Glasstire is pleased to announce the appointment of Christopher Blay as News Editor. A longtime contributor of Glasstire, the Fort Worth-based Blay succeeds Brandon Zech in the full-time position, as Zech settles into the role of Glasstire’s Publisher.
Blay’s position as head of Glasstire’s news content and his role as a key staff member for feature content comes as Glasstire enjoys unprecedented growth in audience, revenue, and staff. Blay will oversee the News section of the site as well as contribute reviews, op-eds and essays, and help shape and participate in Glasstire’s regular media features such as the Top Five video and the Art Dirt podcast. He will relocate to Houston in late 2019 and join the full-time staff in Glasstire’s offices in Midtown.
Zech, Glasstire’s Publisher, says of Blay’s appointment: “After an extensive search, I’m thrilled that we are naming Christopher Blay as Glasstire’s new News Editor. Since he first started contributing to the publication, I’ve always been impressed with Christopher’s insightful, thoughtful reviews, projects, and essays. Christopher is a fantastic addition to our hardworking team, and I’m looking forward to him helping Glasstire expand the conversation about art in Texas.”
Christina Rees, Glasstire’s Editor-in-Chief says: “I couldn’t be happier about Blay’s appointment. He’s an extremely hard-to-find mix of good-natured and fair as he maintains a strong point of view, and his point of view is that of a true artist. I have tremendous trust in his voice and his ideas. We’re very lucky to have him.”
Christopher Blay is an artist, writer and curator with a B.F.A. from Texas Christian University in Fort Worth. He has worked as curator for the Art Corridor Galleries at Tarrant County College Southeast for the past ten years. He has been a contributor to Glasstire since 2016, beginning with a Glasstire artist-in-residency that year under the name of his onetime alter ego, Frank Artsmarter. His contributions to Glasstire since then include reviews, op-eds, and essays. Blay has been an art critic at the Fort Worth Weekly Magazine and an assistant Photo Editor at the Fort Worth Star-Telegram. His work incorporates photography, video, sculpture, and performance. Blay’s most recent work, Extreme Close-ups With Strangers, focuses on the mechanical and mediated nature of photography. Two other recent projects include KWTXR, which exhibited at UNT’s on the Square Gallery in Denton, and The Seven Deadly Things at 500X Gallery in Dallas; both are based on the fictional character Kara Walker Texas Ranger, and respond to historical violence against African Americans.

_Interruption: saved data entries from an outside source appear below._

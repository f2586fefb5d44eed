#![cfg_attr(coverage_nightly, feature(coverage_attribute))]

//! Tip-split module
//!
//! - `domain::engine` derives tip, total and per-person amounts from a bill snapshot
//! - `domain::session` owns the form, recomputes on every change and gates
//!   suggestion requests behind a busy flag
//! - `infra::llm` asks a Gemini-compatible model for a tip percentage

pub mod config;
pub mod domain;
pub mod infra;

pub use config::{ApiKey, SuggestionConfig};
pub use domain::engine::calculate;
pub use domain::error::{FormField, SuggestionError};
pub use domain::form::BillForm;
pub use domain::session::{SuggestionNotice, SuggestionTicket, TipSession};
pub use infra::llm::GeminiSuggestionClient;
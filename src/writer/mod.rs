//! CSV output for the agents and relationships tables
//!
//! Both tables use `\n` row terminators and double-quote escaping. With `quote_all`
//! every field is quoted, as Heurist's importer receives from the `unix` CSV dialect.

use std::io::Write;

use csv::{QuoteStyle, Terminator, WriterBuilder};

use crate::config::ConverterConfig;
use crate::error::Result;
use crate::models::agent::AgentRow;
use crate::models::relationship::{RELATIONSHIP_HEADERS, RelationshipRecord};
use crate::schema::agent_headers;

fn builder(config: &ConverterConfig) -> WriterBuilder {
    let mut builder = WriterBuilder::new();
    builder
        .has_headers(false)
        .terminator(Terminator::Any(b'\n'))
        .quote_style(if config.quote_all {
            QuoteStyle::Always
        } else {
            QuoteStyle::Necessary
        });
    builder
}

/// Writer for the agents table
pub struct AgentWriter<W: Write> {
    inner: csv::Writer<W>,
    rows: usize,
}

impl<W: Write> AgentWriter<W> {
    /// Create the writer and emit the header row
    pub fn new(writer: W, config: &ConverterConfig) -> Result<Self> {
        let mut inner = builder(config).from_writer(writer);
        inner.write_record(agent_headers())?;
        Ok(Self { inner, rows: 0 })
    }

    /// Write one agent row
    pub fn write_row(&mut self, row: &AgentRow) -> Result<()> {
        self.inner.write_record(row.values())?;
        self.rows += 1;
        Ok(())
    }

    /// Flush buffered rows to the underlying writer
    pub fn finish(mut self) -> Result<usize> {
        self.inner.flush()?;
        Ok(self.rows)
    }
}

/// Writer for the relationships table
pub struct RelationshipWriter<W: Write> {
    inner: csv::Writer<W>,
    rows: usize,
}

impl<W: Write> RelationshipWriter<W> {
    /// Create the writer and emit the header row
    pub fn new(writer: W, config: &ConverterConfig) -> Result<Self> {
        let mut inner = builder(config).from_writer(writer);
        inner.write_record(RELATIONSHIP_HEADERS)?;
        Ok(Self { inner, rows: 0 })
    }

    /// Write relationship records in the given order
    pub fn write_all<'r>(
        &mut self,
        records: impl IntoIterator<Item = &'r RelationshipRecord>,
    ) -> Result<()> {
        for record in records {
            self.inner.serialize(record)?;
            self.rows += 1;
        }
        Ok(())
    }

    /// Flush buffered rows to the underlying writer
    pub fn finish(mut self) -> Result<usize> {
        self.inner.flush()?;
        Ok(self.rows)
    }
}

/// Destination for the rows produced by a conversion
pub trait RowSink {
    /// Receive one agent row, in document order
    fn write_agent(&mut self, row: &AgentRow) -> Result<()>;

    /// Receive all relationship rows once the person scan is complete
    fn write_relationships(&mut self, records: &[RelationshipRecord]) -> Result<()>;
}

/// Sink writing both tables as CSV
pub struct CsvSink<A: Write, R: Write> {
    agents: AgentWriter<A>,
    relationships: RelationshipWriter<R>,
}

impl<A: Write, R: Write> CsvSink<A, R> {
    /// Create both writers and emit their header rows
    pub fn new(agents: A, relationships: R, config: &ConverterConfig) -> Result<Self> {
        Ok(Self {
            agents: AgentWriter::new(agents, config)?,
            relationships: RelationshipWriter::new(relationships, config)?,
        })
    }

    /// Flush both tables, returning the agent and relationship row counts
    pub fn finish(self) -> Result<(usize, usize)> {
        Ok((self.agents.finish()?, self.relationships.finish()?))
    }
}

impl<A: Write, R: Write> RowSink for CsvSink<A, R> {
    fn write_agent(&mut self, row: &AgentRow) -> Result<()> {
        self.agents.write_row(row)
    }

    fn write_relationships(&mut self, records: &[RelationshipRecord]) -> Result<()> {
        self.relationships.write_all(records)
    }
}
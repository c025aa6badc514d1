//! Aggregation of research notes into a single cell

use itertools::Itertools;
use roxmltree::Node;

use crate::config::ConverterConfig;
use crate::models::person::{leading_text, own_text};

/// Format a single note, or `None` when it has no text of its own
///
/// Only the note's direct text is used; line breaks are replaced by `line_break_marker`
/// so that multi-line notes stay within one CSV cell.
#[must_use]
pub fn format_note(note_type: Option<&str>, text: &str, line_break_marker: &str) -> Option<String> {
    let text = text.trim();
    if text.is_empty() {
        return None;
    }

    let text = text.lines().join(line_break_marker);
    Some(match note_type {
        Some(note_type) => format!("{note_type}: {text}"),
        None => text,
    })
}

/// Concatenate all non-empty notes with the multi-value delimiter
///
/// A note is kept only when the text before its first child element is non-blank;
/// its content is then the concatenation of all its direct text nodes.
#[must_use]
pub fn aggregate_notes(notes: &[Node<'_, '_>], config: &ConverterConfig) -> String {
    config.join(
        notes
            .iter()
            .filter(|note| !leading_text(note).trim().is_empty())
            .filter_map(|note| {
                format_note(note.attribute("type"), &own_text(note), &config.line_break_marker)
            }),
    )
}

#[cfg(test)]
mod tests {
    use super::*;
    use roxmltree::Document;

    #[test]
    fn test_typed_and_untyped_notes() {
        let doc = Document::parse(
            r#"<person>
                <note type="biographical">Born in York</note>
                <note>Uncertain</note>
            </person>"#,
        )
        .unwrap();
        let notes: Vec<_> = doc.root_element().children().filter(Node::is_element).collect();

        assert_eq!(
            aggregate_notes(&notes, &ConverterConfig::default()),
            "biographical: Born in York$Uncertain"
        );
    }

    #[test]
    fn test_whitespace_notes_dropped() {
        let doc = Document::parse(
            r#"<person>
                <note type="relations">
                    <listRelation><relation name="sibling" mutual="a b"/></listRelation>
                </note>
            </person>"#,
        )
        .unwrap();
        let notes: Vec<_> = doc.root_element().children().filter(Node::is_element).collect();

        assert_eq!(aggregate_notes(&notes, &ConverterConfig::default()), "");
    }

    #[test]
    fn test_note_without_leading_text_dropped() {
        let doc = Document::parse(
            r#"<person>
                <note type="general"><hi>x</hi> tail</note>
                <note type="biographical">Born <hi>in</hi> York</note>
            </person>"#,
        )
        .unwrap();
        let notes: Vec<_> = doc.root_element().children().filter(Node::is_element).collect();

        assert_eq!(
            aggregate_notes(&notes, &ConverterConfig::default()),
            "biographical: Born  York"
        );
    }

    #[test]
    fn test_line_breaks_replaced() {
        assert_eq!(
            format_note(None, "\n  First line\nsecond line\n", "<br/>").as_deref(),
            Some("First line<br/>second line")
        );
    }

    #[test]
    fn test_empty_note() {
        assert_eq!(format_note(Some("general"), "  \n ", "<br/>"), None);
    }
}
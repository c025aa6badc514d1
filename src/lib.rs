//! A Rust library for converting TEI personographies into the agent and
//! relationship CSV tables imported by Heurist.

pub mod algorithm;
pub mod config;
pub mod convert;
pub mod error;
pub mod models;
pub mod reader;
pub mod schema;
pub mod utils;
pub mod writer;

// Re-export the most common types for easier use
pub use config::{ConverterConfig, OutputPaths};
pub use convert::{ConversionSummary, MemorySink, PersonographyConverter};
pub use error::{ConvertError, Result};
pub use models::{AgentRow, PersonRecord, RelationshipDeclaration, RelationshipRecord};

// Relationship resolution
pub use algorithm::relations::{RelationshipSet, ResolveStats, resolve, resolve_declarations};
//! Conversion of a whole personography document
//!
//! Persons are visited strictly in document order. Each agent row is handed to the
//! sink as soon as it is extracted, while relationships are accumulated and only
//! handed over after the last person, since inverse suppression depends on the
//! persons seen so far.

use std::fs::File;
use std::io::{BufWriter, Write};
use std::path::Path;
use std::time::Instant;

use log::{info, warn};
use roxmltree::Document;
use rustc_hash::FxHashSet;

use crate::algorithm::relations::{RelationshipSet, ResolveStats, resolve};
use crate::config::{ConverterConfig, OutputPaths};
use crate::error::Result;
use crate::error::util::{safe_create_file, safe_read_to_string};
use crate::models::agent::AgentRow;
use crate::models::person::PersonRecord;
use crate::models::relationship::RelationshipRecord;
use crate::reader;
use crate::schema::extract_agent_row;
use crate::utils::logging::{
    create_main_progress_bar, finish_progress_bar, log_operation_complete, log_operation_start,
    log_summary, log_warning,
};
use crate::writer::{CsvSink, RowSink};

/// Counts describing a finished conversion
#[derive(Debug, Default, Clone, Copy, PartialEq, Eq)]
pub struct ConversionSummary {
    /// Agent rows written
    pub persons: usize,
    /// Relationship rows written
    pub relationships: usize,
    /// Persons whose `xml:id` was already used by an earlier person
    pub duplicate_ids: usize,
    /// Relationship resolution counters over all persons
    pub relations: ResolveStats,
}

/// Sink collecting rows in memory
#[derive(Debug, Default, Clone, PartialEq, Eq)]
pub struct MemorySink {
    pub agents: Vec<AgentRow>,
    pub relationships: Vec<RelationshipRecord>,
}

impl RowSink for MemorySink {
    fn write_agent(&mut self, row: &AgentRow) -> Result<()> {
        self.agents.push(row.clone());
        Ok(())
    }

    fn write_relationships(&mut self, records: &[RelationshipRecord]) -> Result<()> {
        self.relationships.extend_from_slice(records);
        Ok(())
    }
}

/// Converts TEI personographies into agent and relationship tables
#[derive(Debug, Clone)]
pub struct PersonographyConverter {
    config: ConverterConfig,
}

impl PersonographyConverter {
    /// Create a converter, rejecting invalid configurations
    pub fn new(config: ConverterConfig) -> Result<Self> {
        config.validate()?;
        Ok(Self { config })
    }

    #[must_use]
    pub fn config(&self) -> &ConverterConfig {
        &self.config
    }

    /// Agent row for one person
    #[must_use]
    pub fn agent_row(&self, person: &PersonRecord<'_, '_>) -> AgentRow {
        extract_agent_row(person, &self.config)
    }

    /// Walk every person of the document into `sink`
    pub fn walk(&self, doc: &Document<'_>, sink: &mut impl RowSink) -> Result<ConversionSummary> {
        if reader::person_list(doc).is_none() {
            log_warning("Document contains no listPerson element");
        }
        let persons = reader::persons(doc)?;

        let mut summary = ConversionSummary::default();
        let mut accumulated = RelationshipSet::new();
        let mut seen_ids = FxHashSet::default();

        let pb = create_main_progress_bar(
            persons.len() as u64,
            Some("Converting persons"),
            self.config.show_progress,
        );

        for person in &persons {
            if !seen_ids.insert(person.xml_id()) {
                warn!(
                    "Person #{} reuses xml:id '{}'",
                    person.position(),
                    person.xml_id()
                );
                summary.duplicate_ids += 1;
            }

            sink.write_agent(&self.agent_row(person))?;
            summary.persons += 1;

            let stats = resolve(person, &mut accumulated);
            summary.relations.absorb(stats);
            pb.inc(1);
        }

        finish_progress_bar(&pb, Some("Persons converted"));

        let records = accumulated.into_records();
        sink.write_relationships(&records)?;
        summary.relationships = records.len();

        Ok(summary)
    }

    /// Convert XML text, writing both tables as CSV
    pub fn convert_str<A: Write, R: Write>(
        &self,
        xml: &str,
        agents: A,
        relationships: R,
    ) -> Result<ConversionSummary> {
        let doc = reader::parse_document(xml)?;
        let mut sink = CsvSink::new(agents, relationships, &self.config)?;
        let summary = self.walk(&doc, &mut sink)?;
        sink.finish()?;
        Ok(summary)
    }

    /// Convert XML text into in-memory rows
    pub fn extract(&self, xml: &str) -> Result<(MemorySink, ConversionSummary)> {
        let doc = reader::parse_document(xml)?;
        let mut sink = MemorySink::default();
        let summary = self.walk(&doc, &mut sink)?;
        Ok((sink, summary))
    }

    /// Convert an XML file into the two CSV files named by `outputs`
    pub fn convert_file(&self, input: &Path, outputs: &OutputPaths) -> Result<ConversionSummary> {
        let start = Instant::now();
        log_operation_start("Reading personography", input);

        let xml = safe_read_to_string(input, "personography input")?;
        let agents = open_output(&outputs.agents, "agents table")?;
        let relationships = open_output(&outputs.relationships, "relationships table")?;

        let summary = self.convert_str(&xml, agents, relationships)?;

        log_operation_complete("wrote", &outputs.agents, summary.persons, None);
        log_operation_complete(
            "wrote",
            &outputs.relationships,
            summary.relationships,
            Some(start.elapsed()),
        );
        log_summary(&summary);
        info!("Conversion of {} finished", input.display());

        Ok(summary)
    }
}

fn open_output(path: &Path, purpose: &str) -> Result<BufWriter<File>> {
    safe_create_file(path, purpose).map(BufWriter::new)
}
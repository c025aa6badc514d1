//! Utility functions shared by the converter and its binary

pub mod logging;
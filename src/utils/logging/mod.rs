//! Logging utilities for output and progress tracking
//!
//! This module provides utilities for logging and progress tracking.

pub mod log;
pub mod progress;

// Re-export commonly used functions for convenience
pub use self::log::{log_operation_complete, log_operation_start, log_summary, log_warning};
pub use self::progress::{create_main_progress_bar, finish_progress_bar};
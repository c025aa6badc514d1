mod utils;

use prosopo_csv::models::relationship::RelationshipDeclaration;
use prosopo_csv::reader::{parse_document, persons};
use prosopo_csv::{RelationshipSet, resolve, resolve_declarations};
use utils::{extract, relationship_triples, tei_document};

#[test]
fn test_person_without_declarations_leaves_set_unchanged() {
    let xml = tei_document(
        r#"<person xml:id="p1"><note type="general">No relations here</note></person>"#,
    );
    let doc = parse_document(&xml).unwrap();
    let people = persons(&doc).unwrap();

    let mut set = RelationshipSet::new();
    set.insert("a", "b", "isFriendOf");
    let before = set.clone();

    let stats = resolve(&people[0], &mut set);

    assert_eq!(set, before);
    assert_eq!(stats.declarations, 0);
}

#[test]
fn test_suppression_depends_on_document_order() {
    let forward = tei_document(
        r##"<person xml:id="a"><note><listRelation>
              <relation name="spouse" active="#b" passive="#a"/>
            </listRelation></note></person>
            <person xml:id="b"><note><listRelation>
              <relation name="spouse" active="#a" passive="#b"/>
            </listRelation></note></person>"##,
    );
    let (sink, _) = extract(&forward);
    assert_eq!(relationship_triples(&sink), vec![("a", "b", "isSpouseOf")]);

    let reversed = tei_document(
        r##"<person xml:id="b"><note><listRelation>
              <relation name="spouse" active="#a" passive="#b"/>
            </listRelation></note></person>
            <person xml:id="a"><note><listRelation>
              <relation name="spouse" active="#b" passive="#a"/>
            </listRelation></note></person>"##,
    );
    let (sink, _) = extract(&reversed);
    assert_eq!(relationship_triples(&sink), vec![("b", "a", "isSpouseOf")]);
}

#[test]
fn test_mutual_pair_suppresses_later_inverse_directed_pair() {
    let xml = tei_document(
        r##"<person xml:id="a"><note><listRelation>
              <relation name="friend" mutual="#a #b"/>
            </listRelation></note></person>
            <person xml:id="b"><note><listRelation>
              <relation name="patron" active="#a" passive="#b"/>
            </listRelation></note></person>"##,
    );

    let (sink, summary) = extract(&xml);

    // (b, a) is the inverse of the accumulated (a, b)
    assert_eq!(relationship_triples(&sink), vec![("a", "b", "isFriendOf")]);
    assert_eq!(summary.relations.suppressed_inverses, 1);
}

#[test]
fn test_multi_valued_lists_expand_to_all_pairs() {
    let mut set = RelationshipSet::new();
    let declarations = [
        RelationshipDeclaration::named("sibling").with_mutual("#a #b #c"),
        RelationshipDeclaration::named("parent").with_directed("#a #b #c", "#m #f"),
    ];

    let stats = resolve_declarations(&declarations, &mut set);

    assert_eq!(set.len(), 3 + 6);
    assert_eq!(stats.staged, 9);
    for parent in ["m", "f"] {
        for child in ["a", "b", "c"] {
            assert_eq!(set.label(parent, child), Some("isParentOf"));
        }
    }
    assert!(!set.contains("b", "a"));
    assert!(!set.contains("c", "a"));
    assert!(!set.contains("c", "b"));
}

#[test]
fn test_placeholder_and_malformed_declarations_in_documents() {
    let xml = tei_document(
        r##"<person xml:id="x"><note><listRelation>
              <relation name="dummy" mutual="#x #y"/>
              <relation mutual="#x #y"/>
              <relation name="sibling"/>
              <relation name="1stCousin" mutual="#x #z"/>
            </listRelation></note></person>"##,
    );

    let (sink, summary) = extract(&xml);

    assert_eq!(relationship_triples(&sink), vec![("x", "z", "isCousinOf")]);
    assert_eq!(summary.relations.declarations, 4);
    assert_eq!(summary.relations.skipped(), 3);
}
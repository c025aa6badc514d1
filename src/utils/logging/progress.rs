//! Progress reporting for the person scan
//!
//! This module provides standardized progress reporting using the indicatif crate.

use indicatif::{ProgressBar, ProgressStyle};

/// Default style for a main progress bar
pub const DEFAULT_MAIN_TEMPLATE: &str =
    "{spinner:.green} [{elapsed_precise}] [{wide_bar:.cyan/blue}] {pos}/{len} ({per_sec}) {msg}";

/// Create a main progress bar with a standardized style
///
/// # Arguments
/// * `length` - Total length for the progress bar
/// * `description` - Optional description to display as the initial message
/// * `visible` - Whether to draw the bar; a hidden bar still counts
#[must_use]
pub fn create_main_progress_bar(length: u64, description: Option<&str>, visible: bool) -> ProgressBar {
    if !visible {
        return ProgressBar::hidden();
    }

    let pb = ProgressBar::new(length);
    let style = ProgressStyle::default_bar()
        .template(DEFAULT_MAIN_TEMPLATE)
        .unwrap_or_else(|_| ProgressStyle::default_bar())
        .progress_chars("#>-");
    pb.set_style(style);

    if let Some(desc) = description {
        pb.set_message(desc.to_string());
    }

    pb
}

/// Finish a progress bar with a completion message
///
/// # Arguments
/// * `pb` - The `ProgressBar` to finish
/// * `message` - Optional completion message
pub fn finish_progress_bar(pb: &ProgressBar, message: Option<&str>) {
    if let Some(msg) = message {
        pb.finish_with_message(msg.to_string());
    } else {
        pb.finish();
    }
}
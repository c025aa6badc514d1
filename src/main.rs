use std::path::PathBuf;

use anyhow::Context;
use clap::Parser;
use log::info;
use prosopo_csv::config::{DEFAULT_INPUT, DEFAULT_OUTPUT_STUB};
use prosopo_csv::{ConverterConfig, OutputPaths, PersonographyConverter};

#[derive(Parser)]
#[command(name = "prosopo-csv")]
#[command(about = "Convert personography xml to csv", long_about = None)]
#[command(version)]
struct Cli {
    /// XML file to convert
    #[arg(short, long, default_value = DEFAULT_INPUT)]
    input: PathBuf,

    /// Filename stub for the created csvs: `<output>_agents.csv` and `<output>_relationships.csv`
    #[arg(short, long, default_value = DEFAULT_OUTPUT_STUB)]
    output: String,

    /// Do not display a progress bar
    #[arg(long)]
    no_progress: bool,

    /// Quote fields only when necessary instead of quoting every field
    #[arg(long)]
    minimal_quoting: bool,
}

fn main() -> anyhow::Result<()> {
    // Setup logging
    env_logger::Builder::from_env(env_logger::Env::default().default_filter_or("info")).init();

    let cli = Cli::parse();

    let config = ConverterConfig::default()
        .with_progress(!cli.no_progress)
        .with_quote_all(!cli.minimal_quoting);
    let converter = PersonographyConverter::new(config).context("Invalid converter configuration")?;

    let outputs = OutputPaths::from_stub(&cli.output);
    let summary = converter
        .convert_file(&cli.input, &outputs)
        .with_context(|| format!("Failed to convert {}", cli.input.display()))?;

    info!(
        "Wrote {} agents to {} and {} relationships to {}",
        summary.persons,
        outputs.agents.display(),
        summary.relationships,
        outputs.relationships.display()
    );
    Ok(())
}
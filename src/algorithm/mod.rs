//! Algorithm implementations for the personography conversion
//!
//! This module contains the relationship resolution that turns the relationship
//! declarations scattered across person records into one deduplicated set.

pub mod relations;
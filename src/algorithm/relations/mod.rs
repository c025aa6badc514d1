//! Relationship resolution
//!
//! Relationship declarations use three encodings:
//!
//! 1. `mutual` lists, where every participant relates to every other
//! 2. `active`/`passive` lists, where every passive participant (source) relates to
//!    every active participant (target)
//! 3. multi-valued lists in either of the above
//!
//! The resolver folds them, person by person, into a [`RelationshipSet`] of directed
//! pairs. Inverse pairs of directed declarations are suppressed when the inverse was
//! already accumulated from an earlier person.

pub mod predicate;
pub mod resolver;
pub mod set;

// Re-export key types
pub use predicate::{predicate_label, title_case};
pub use resolver::{ResolveStats, resolve, resolve_declarations};
pub use set::RelationshipSet;
//! Read-only view over one TEI `person` element
//!
//! Sub-structures of a person are reached through path queries over TEI-namespaced
//! element names, so callers never walk the raw tree themselves.

use roxmltree::Node;

use crate::error::{ConvertError, Result};
use crate::models::relationship::RelationshipDeclaration;

/// TEI namespace URI
pub const TEI_NS: &str = "http://www.tei-c.org/ns/1.0";

/// XML namespace URI (for `xml:id`)
pub const XML_NS: &str = "http://www.w3.org/XML/1998/namespace";

/// Element paths below `person`, as sequences of TEI local names
pub mod paths {
    pub const SURNAME: &[&str] = &["persName", "surname"];
    pub const FORENAME: &[&str] = &["persName", "forename"];
    pub const ALTERNATE_NAMES: &[&str] = &["persName", "rs"];
    pub const SEX: &[&str] = &["sex"];
    pub const BIRTH: &[&str] = &["birth"];
    pub const DEATH: &[&str] = &["death"];
    pub const NOTES: &[&str] = &["note"];
    pub const REFERENCES: &[&str] = &["listBibl", "bibl", "ref"];
    pub const RELATIONS: &[&str] = &["note", "listRelation", "relation"];
}

/// Whether a node is the TEI element with the given local name
#[must_use]
pub fn is_tei_element(node: &Node<'_, '_>, name: &str) -> bool {
    node.is_element() && node.tag_name().name() == name && node.tag_name().namespace() == Some(TEI_NS)
}

/// Text before the first child element, or an empty string
#[must_use]
pub fn leading_text<'a>(node: &Node<'a, '_>) -> &'a str {
    node.text().unwrap_or_default()
}

/// Concatenated direct text children of a node, ignoring text inside child elements
#[must_use]
pub fn own_text(node: &Node<'_, '_>) -> String {
    node.children()
        .filter(Node::is_text)
        .filter_map(|child| child.text())
        .collect()
}

/// One person record from the person list
#[derive(Debug, Clone, Copy)]
pub struct PersonRecord<'a, 'input> {
    node: Node<'a, 'input>,
    id: &'a str,
    position: usize,
}

impl<'a, 'input> PersonRecord<'a, 'input> {
    /// Wrap a `person` element
    ///
    /// `position` is the 1-based index of the person within its list and is only
    /// used for error reporting.
    pub fn from_node(node: Node<'a, 'input>, position: usize) -> Result<Self> {
        let id = node
            .attribute((XML_NS, "id"))
            .ok_or(ConvertError::MissingIdentifier { position })?;
        Ok(Self { node, id, position })
    }

    /// The person's `xml:id`
    #[must_use]
    pub fn xml_id(&self) -> &'a str {
        self.id
    }

    /// 1-based position within the person list
    #[must_use]
    pub fn position(&self) -> usize {
        self.position
    }

    /// First descendant element reached by following `path`
    #[must_use]
    pub fn find(&self, path: &[&str]) -> Option<Node<'a, 'input>> {
        self.find_all(path).into_iter().next()
    }

    /// All descendant elements reached by following `path`, in document order
    #[must_use]
    pub fn find_all(&self, path: &[&str]) -> Vec<Node<'a, 'input>> {
        let mut found = Vec::new();
        collect_path(self.node, path, &mut found);
        found
    }

    /// Leading text of the first element at `path`, or an empty string
    #[must_use]
    pub fn text_at(&self, path: &[&str]) -> &'a str {
        self.find(path).map(|node| leading_text(&node)).unwrap_or_default()
    }

    /// Relationship declarations nested in this person's notes
    #[must_use]
    pub fn relationship_declarations(&self) -> Vec<RelationshipDeclaration> {
        self.find_all(paths::RELATIONS)
            .iter()
            .map(RelationshipDeclaration::from_node)
            .collect()
    }
}

fn collect_path<'a, 'input>(
    node: Node<'a, 'input>,
    path: &[&str],
    found: &mut Vec<Node<'a, 'input>>,
) {
    match path.split_first() {
        None => found.push(node),
        Some((step, rest)) => {
            for child in node.children().filter(|c| is_tei_element(c, step)) {
                collect_path(child, rest, found);
            }
        }
    }
}
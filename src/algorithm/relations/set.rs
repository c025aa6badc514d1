//! The accumulated relationship set
//!
//! An insertion-ordered map from `(source, target)` to predicate label. It is owned by
//! a single conversion and grows person by person.

use indexmap::IndexMap;
use indexmap::map::Entry;
use rustc_hash::FxBuildHasher;

use crate::models::relationship::RelationshipRecord;

type PairMap = IndexMap<(String, String), String, FxBuildHasher>;

/// Directed relationship pairs with their labels, in discovery order
#[derive(Debug, Clone, Default, PartialEq, Eq)]
pub struct RelationshipSet {
    pairs: PairMap,
}

impl RelationshipSet {
    #[must_use]
    pub fn new() -> Self {
        Self::default()
    }

    #[must_use]
    pub fn len(&self) -> usize {
        self.pairs.len()
    }

    #[must_use]
    pub fn is_empty(&self) -> bool {
        self.pairs.is_empty()
    }

    /// Whether the directed pair `(source, target)` is recorded
    #[must_use]
    pub fn contains(&self, source: &str, target: &str) -> bool {
        self.pairs
            .contains_key(&(source.to_owned(), target.to_owned()))
    }

    /// Label recorded for `(source, target)`
    #[must_use]
    pub fn label(&self, source: &str, target: &str) -> Option<&str> {
        self.pairs
            .get(&(source.to_owned(), target.to_owned()))
            .map(String::as_str)
    }

    /// Record a pair, replacing the label of an existing pair in place
    ///
    /// Returns the previous label if the pair was already present.
    pub fn insert(
        &mut self,
        source: impl Into<String>,
        target: impl Into<String>,
        label: impl Into<String>,
    ) -> Option<String> {
        self.pairs.insert((source.into(), target.into()), label.into())
    }

    /// Merge another set into this one
    ///
    /// Entries of `other` overwrite labels on collision; colliding pairs keep their
    /// original position. Returns the number of collisions.
    pub fn merge(&mut self, other: Self) -> usize {
        let mut collisions = 0;
        for (key, label) in other.pairs {
            match self.pairs.entry(key) {
                Entry::Occupied(mut entry) => {
                    entry.insert(label);
                    collisions += 1;
                }
                Entry::Vacant(entry) => {
                    entry.insert(label);
                }
            }
        }
        collisions
    }

    /// Iterate `(source, target, label)` in discovery order
    pub fn iter(&self) -> impl Iterator<Item = (&str, &str, &str)> {
        self.pairs
            .iter()
            .map(|((source, target), label)| (source.as_str(), target.as_str(), label.as_str()))
    }

    /// Flatten into relationship records in discovery order
    #[must_use]
    pub fn into_records(self) -> Vec<RelationshipRecord> {
        self.pairs
            .into_iter()
            .map(|((source, target), label)| RelationshipRecord { source, target, label })
            .collect()
    }
}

Blay’s public artworks include an ongoing project on East Rosedale Avenue in Fort Worth which will convert a civil rights-era transit bus into a public monument. His Coombs Creek Park sculpture Dindi (for Annibel) in Dallas is a corten steel sculpture that traces the path of the creek from the park to the Trinity River. In 2013, Blay received the SMU Meadows museum’s Moss/Chumley Award for his “proven track record as an active community advocate for the visual arts,” and the Nasher Sculpture Center’s Artist Microgrant in 2015. Blay was also the spring 2017 Visiting Artist at the Dallas Museum of Art’s Center for Creative Connections, and was the first curator-in-residence at Fort Worth Contemporary Arts. Blay is a 2018 recipient of the Otis and Velma Davis Dozier Travel Grant from the Dallas Museum of Art and is currently an inaugural Carter Community Artist, an initiative of the Amon Carter Museum of American Art.
Glasstire is an online publication that covers visual art in Texas. Its mission is to expand the conversation about art in the state. It has been continuous operation since January 2001. It is a non-profit 501(c)(3) publication, supported in part by grants from The Houston Endowment, The Brown Foundation, Inc., the National Endowment for the Arts, the Greater Houston Community Foundation, the City of Houston through Houston Arts Alliance, and the Texas Commission for the Arts. Glasstire’s name is an homage to Robert Rauschenberg’s sculptures of tires cast in glass. The artworks evoke traveling great distances, at great speed, with great clarity.
Glasstire is the oldest web-only art magazine in the country.